Plastic microbeads found in some cleaning products will be banned from next year in the bid to cut down on ocean pollution. Andrea Leadsom, Environmental Secretary said the move was needed in order to protect sea life.
These small pieces of plastic can be found in some hand soaps and body washes as well as toothpaste and some cosmetic products and can cause irreversible damage to the environment, with billions of indigestible plastic pieces poisoning sea creatures.
Adding these plastic microbeads is wholly unnecessary when harmless alternatives can be used and the decision to ban microbeads has been warmly welcomed by marine conservationists.
Products that contain the tiny bits of plastic won’t necessarily say “microbeads” in the list of ingredients.
Instead, look for the words polyethylene, polypropylene and polymethylmethacrylate – the chemical names for plastics. Nylon may also be listed as well as the abbreviations PET, PTFE and PMMA.
There are several websites listing products that do and do not include plastic such as https://www.beatthemicrobead.org/en/. It also has a free app where you can check products by scanning the barcode with your smartphone camera.

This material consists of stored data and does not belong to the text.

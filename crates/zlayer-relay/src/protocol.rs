//! Tunnel wire protocol
//!
//! After the handshake (the origin sends its key as the first text frame) the
//! tunnel carries strictly alternating JSON envelopes:
//!
//! ```text
//! broker -> origin   {"id": "...", "method": "GET", "url": "/users?page=2",
//!                     "headers": {"accept": ["application/json"]}, "body": ""}
//! origin -> broker   {"id": "...", "status": 200,
//!                     "headers": {"x-trace": ["1"]}, "body": {"ok": true}}
//! ```
//!
//! Bodies that are not valid UTF-8 travel base64-encoded with
//! `"body_encoding": "base64"`.

use std::collections::BTreeMap;

use axum::{
    body::Body,
    http::{header, HeaderMap, HeaderName, HeaderValue, Method, StatusCode},
    response::Response,
};
use base64::{engine::general_purpose::STANDARD, Engine as _};
use serde::{Deserialize, Serialize};
use uuid::Uuid;

use crate::{RelayError, Result};

/// Header name to ordered values
pub type HeaderMultimap = BTreeMap<String, Vec<String>>;

/// Headers that describe a single connection and are never relayed
const HOP_BY_HOP: &[&str] = &[
    "connection",
    "keep-alive",
    "proxy-authenticate",
    "proxy-authorization",
    "proxy-connection",
    "te",
    "trailer",
    "transfer-encoding",
    "upgrade",
];

/// Whether a header must not cross the relay
#[must_use]
pub fn is_hop_by_hop(name: &str) -> bool {
    HOP_BY_HOP.iter().any(|h| name.eq_ignore_ascii_case(h))
}

/// How a body string is encoded on the wire
#[derive(Debug, Clone, Copy, Default, PartialEq, Eq, Serialize, Deserialize)]
#[serde(rename_all = "lowercase")]
pub enum BodyEncoding {
    /// Body is the literal text
    #[default]
    Utf8,
    /// Body is base64 of raw bytes
    Base64,
}

impl BodyEncoding {
    #[allow(clippy::trivially_copy_pass_by_ref)]
    fn is_utf8(&self) -> bool {
        *self == Self::Utf8
    }
}

/// Encode raw bytes as a wire body string
#[must_use]
pub fn encode_body(bytes: &[u8]) -> (String, BodyEncoding) {
    match std::str::from_utf8(bytes) {
        Ok(text) => (text.to_string(), BodyEncoding::Utf8),
        Err(_) => (STANDARD.encode(bytes), BodyEncoding::Base64),
    }
}

fn decode_body(body: &str, encoding: BodyEncoding) -> Result<Vec<u8>> {
    match encoding {
        BodyEncoding::Utf8 => Ok(body.as_bytes().to_vec()),
        BodyEncoding::Base64 => STANDARD
            .decode(body)
            .map_err(|e| RelayError::protocol(format!("invalid base64 body: {e}"))),
    }
}

/// Convert an HTTP header map into a multimap, dropping hop-by-hop headers,
/// `host` and `content-length`
#[must_use]
pub fn headers_to_multimap(headers: &HeaderMap) -> HeaderMultimap {
    let mut map = HeaderMultimap::new();
    for (name, value) in headers {
        let name = name.as_str();
        if is_hop_by_hop(name) || name == "host" || name == "content-length" {
            continue;
        }
        if let Ok(value) = value.to_str() {
            map.entry(name.to_string())
                .or_default()
                .push(value.to_string());
        }
    }
    map
}

/// Convert a multimap back into an HTTP header map
///
/// Hop-by-hop headers, `content-length` and entries that are not valid HTTP
/// header names or values are skipped.
#[must_use]
pub fn multimap_to_headers(map: &HeaderMultimap) -> HeaderMap {
    let mut headers = HeaderMap::new();
    for (name, values) in map {
        if is_hop_by_hop(name) || name.eq_ignore_ascii_case("content-length") {
            continue;
        }
        let Ok(name) = HeaderName::from_bytes(name.as_bytes()) else {
            tracing::debug!(header = %name, "skipping invalid header name");
            continue;
        };
        for value in values {
            match HeaderValue::from_str(value) {
                Ok(value) => {
                    headers.append(name.clone(), value);
                }
                Err(_) => tracing::debug!(header = %name, "skipping invalid header value"),
            }
        }
    }
    headers
}

/// Parse the handshake frame into the announced key
///
/// The key may be sent bare (`abc`) or as a JSON string (`"abc"`).
#[must_use]
pub fn parse_handshake(text: &str) -> String {
    let trimmed = text.trim();
    if trimmed.starts_with('"') {
        if let Ok(key) = serde_json::from_str::<String>(trimmed) {
            return key;
        }
    }
    trimmed.to_string()
}

// =============================================================================
// Request Envelope
// =============================================================================

/// A public request serialized for the origin
#[derive(Debug, Clone, PartialEq, Eq, Serialize, Deserialize)]
pub struct RequestEnvelope {
    /// Correlation identifier, echoed by well-behaved origins
    pub id: Uuid,
    /// HTTP method
    pub method: String,
    /// Origin-local path and query (always starts with `/`)
    pub url: String,
    /// Request headers
    #[serde(default)]
    pub headers: HeaderMultimap,
    /// Request body
    #[serde(default)]
    pub body: String,
    /// Encoding of `body`
    #[serde(default, skip_serializing_if = "BodyEncoding::is_utf8")]
    pub body_encoding: BodyEncoding,
}

impl RequestEnvelope {
    /// Build an envelope from the parts of a public request
    #[must_use]
    pub fn new(method: &Method, url: impl Into<String>, headers: &HeaderMap, body: &[u8]) -> Self {
        let (body, body_encoding) = encode_body(body);
        Self {
            id: Uuid::new_v4(),
            method: method.as_str().to_string(),
            url: url.into(),
            headers: headers_to_multimap(headers),
            body,
            body_encoding,
        }
    }

    /// Decoded request body bytes
    ///
    /// # Errors
    ///
    /// Returns a protocol error if a base64 body does not decode.
    pub fn body_bytes(&self) -> Result<Vec<u8>> {
        decode_body(&self.body, self.body_encoding)
    }

    /// Serialize to the JSON text sent over the tunnel
    ///
    /// # Errors
    ///
    /// Returns a protocol error if serialization fails.
    pub fn encode(&self) -> Result<String> {
        serde_json::to_string(self).map_err(|e| RelayError::protocol(e.to_string()))
    }

    /// Parse the JSON text received from the tunnel
    ///
    /// # Errors
    ///
    /// Returns a protocol error if the text is not a request envelope.
    pub fn decode(data: &[u8]) -> Result<Self> {
        serde_json::from_slice(data)
            .map_err(|e| RelayError::protocol(format!("invalid request envelope: {e}")))
    }
}

// =============================================================================
// Response Envelope
// =============================================================================

/// The origin's answer to a [`RequestEnvelope`]
#[derive(Debug, Clone, PartialEq, Serialize, Deserialize)]
pub struct ResponseEnvelope {
    /// Correlation identifier; must match the request when present
    #[serde(default, skip_serializing_if = "Option::is_none")]
    pub id: Option<Uuid>,
    /// HTTP status code
    pub status: u16,
    /// Response headers
    #[serde(default, skip_serializing_if = "BTreeMap::is_empty")]
    pub headers: HeaderMultimap,
    /// Response body
    ///
    /// `null` is an empty body, a string is raw text (or base64 bytes), any
    /// other value is sent as JSON.
    #[serde(default)]
    pub body: serde_json::Value,
    /// Encoding of a string `body`
    #[serde(default, skip_serializing_if = "BodyEncoding::is_utf8")]
    pub body_encoding: BodyEncoding,
}

impl ResponseEnvelope {
    /// Build an envelope from a local API response
    ///
    /// JSON bodies are embedded as JSON values, other UTF-8 bodies as strings
    /// and anything else base64-encoded.
    #[must_use]
    pub fn from_parts(id: Uuid, status: u16, headers: &HeaderMap, body: &[u8]) -> Self {
        let is_json = headers
            .get(header::CONTENT_TYPE)
            .and_then(|v| v.to_str().ok())
            .is_some_and(|ct| ct.contains("json"));

        let (body, body_encoding) = if body.is_empty() {
            (serde_json::Value::Null, BodyEncoding::Utf8)
        } else if let Some(value) = is_json
            .then(|| serde_json::from_slice::<serde_json::Value>(body).ok())
            .flatten()
        {
            (value, BodyEncoding::Utf8)
        } else {
            let (text, encoding) = encode_body(body);
            (serde_json::Value::String(text), encoding)
        };

        Self {
            id: Some(id),
            status,
            headers: headers_to_multimap(headers),
            body,
            body_encoding,
        }
    }

    /// An error answer produced by the origin side itself
    #[must_use]
    pub fn error(id: Uuid, status: u16, message: impl Into<String>) -> Self {
        Self {
            id: Some(id),
            status,
            headers: HeaderMultimap::new(),
            body: serde_json::json!({ "error": message.into() }),
            body_encoding: BodyEncoding::Utf8,
        }
    }

    /// Serialize to the JSON text sent over the tunnel
    ///
    /// # Errors
    ///
    /// Returns a protocol error if serialization fails.
    pub fn encode(&self) -> Result<String> {
        serde_json::to_string(self).map_err(|e| RelayError::protocol(e.to_string()))
    }

    /// Parse and check a reply to the request with id `request_id`
    ///
    /// # Errors
    ///
    /// Returns a protocol error if the data is not a response envelope, the
    /// status is not a final status in `200..=599`, the echoed id belongs to
    /// another request, or the body does not match its encoding.
    pub fn decode_reply(data: &[u8], request_id: Uuid) -> Result<Self> {
        let envelope: Self = serde_json::from_slice(data)
            .map_err(|e| RelayError::protocol(format!("invalid response envelope: {e}")))?;

        // 1xx cannot be replayed as a final response
        if !(200..=599).contains(&envelope.status) {
            return Err(RelayError::protocol(format!(
                "invalid status code: {}",
                envelope.status
            )));
        }

        if let Some(id) = envelope.id {
            if id != request_id {
                return Err(RelayError::protocol(format!(
                    "response id {id} does not match request {request_id}"
                )));
            }
        }

        envelope.body_parts()?;

        Ok(envelope)
    }

    /// Raw body bytes and the content type implied by the body's JSON shape
    fn body_parts(&self) -> Result<(Vec<u8>, Option<&'static str>)> {
        match (&self.body, self.body_encoding) {
            (serde_json::Value::Null, _) => Ok((Vec::new(), None)),
            (serde_json::Value::String(text), BodyEncoding::Base64) => {
                Ok((decode_body(text, BodyEncoding::Base64)?, None))
            }
            (_, BodyEncoding::Base64) => Err(RelayError::protocol(
                "base64 body must be a JSON string",
            )),
            (serde_json::Value::String(text), BodyEncoding::Utf8) => Ok((
                text.as_bytes().to_vec(),
                Some("text/plain; charset=utf-8"),
            )),
            (value, BodyEncoding::Utf8) => {
                let bytes = serde_json::to_vec(value)
                    .map_err(|e| RelayError::protocol(e.to_string()))?;
                Ok((bytes, Some("application/json")))
            }
        }
    }

    /// Replay this envelope as the public HTTP response
    ///
    /// # Errors
    ///
    /// Returns a protocol error if the status or body cannot be represented.
    pub fn into_response(self) -> Result<Response> {
        let status = StatusCode::from_u16(self.status)
            .map_err(|_| RelayError::protocol(format!("invalid status code: {}", self.status)))?;
        let (body, default_content_type) = self.body_parts()?;
        let mut headers = multimap_to_headers(&self.headers);

        if let Some(content_type) = default_content_type {
            if !headers.contains_key(header::CONTENT_TYPE) {
                headers.insert(header::CONTENT_TYPE, HeaderValue::from_static(content_type));
            }
        }

        let mut response = Response::new(Body::from(body));
        *response.status_mut() = status;
        *response.headers_mut() = headers;
        Ok(response)
    }
}
//! Health check endpoints

use axum::{extract::State, Json};
use serde::{Deserialize, Serialize};

use super::router::AppState;
use crate::session::SessionInfo;

/// Health check response
#[derive(Debug, Serialize, Deserialize)]
pub struct HealthResponse {
    /// Service status
    pub status: String,
    /// Service version
    pub version: String,
    /// Uptime in seconds
    #[serde(skip_serializing_if = "Option::is_none")]
    pub uptime_secs: Option<u64>,
    /// Number of registered keys
    #[serde(skip_serializing_if = "Option::is_none")]
    pub bindings: Option<usize>,
    /// Number of connected tunnels
    #[serde(skip_serializing_if = "Option::is_none")]
    pub sessions: Option<usize>,
    /// Connected tunnels with their age and idle time
    #[serde(default, skip_serializing_if = "Option::is_none", skip_deserializing)]
    pub tunnels: Option<Vec<SessionInfo>>,
}

/// Liveness probe - basic health check
pub async fn liveness() -> Json<HealthResponse> {
    Json(HealthResponse {
        status: "ok".to_string(),
        version: env!("CARGO_PKG_VERSION").to_string(),
        uptime_secs: None,
        bindings: None,
        sessions: None,
        tunnels: None,
    })
}

/// Readiness probe - includes registry counts and live tunnels
pub async fn readiness(State(state): State<AppState>) -> Json<HealthResponse> {
    let tunnels = state.registry.list_sessions();
    Json(HealthResponse {
        status: "ok".to_string(),
        version: env!("CARGO_PKG_VERSION").to_string(),
        uptime_secs: Some(state.started_at.elapsed().as_secs()),
        bindings: Some(state.registry.binding_count()),
        sessions: Some(tunnels.len()),
        tunnels: Some(tunnels),
    })
}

Following the announcement on the 3rd September 2016 a consultation process will be launched with the intention that they will be banned from products in Britain from later this year with the intention that they will be completely removed by the end of 2017.
To date, 25 toiletries and cosmetic companies in the UK have already taken steps to phase out microbeads and Waitrose have announced that they will stop selling such products by the end of this month.
Evidence will also be gathered on the extent of the environmental impacts of microbeads found elsewhere, such as in household and industrial cleaning products and we’ll certainly be keeping up to date with this story and looking at alternative solutions and products that can be used.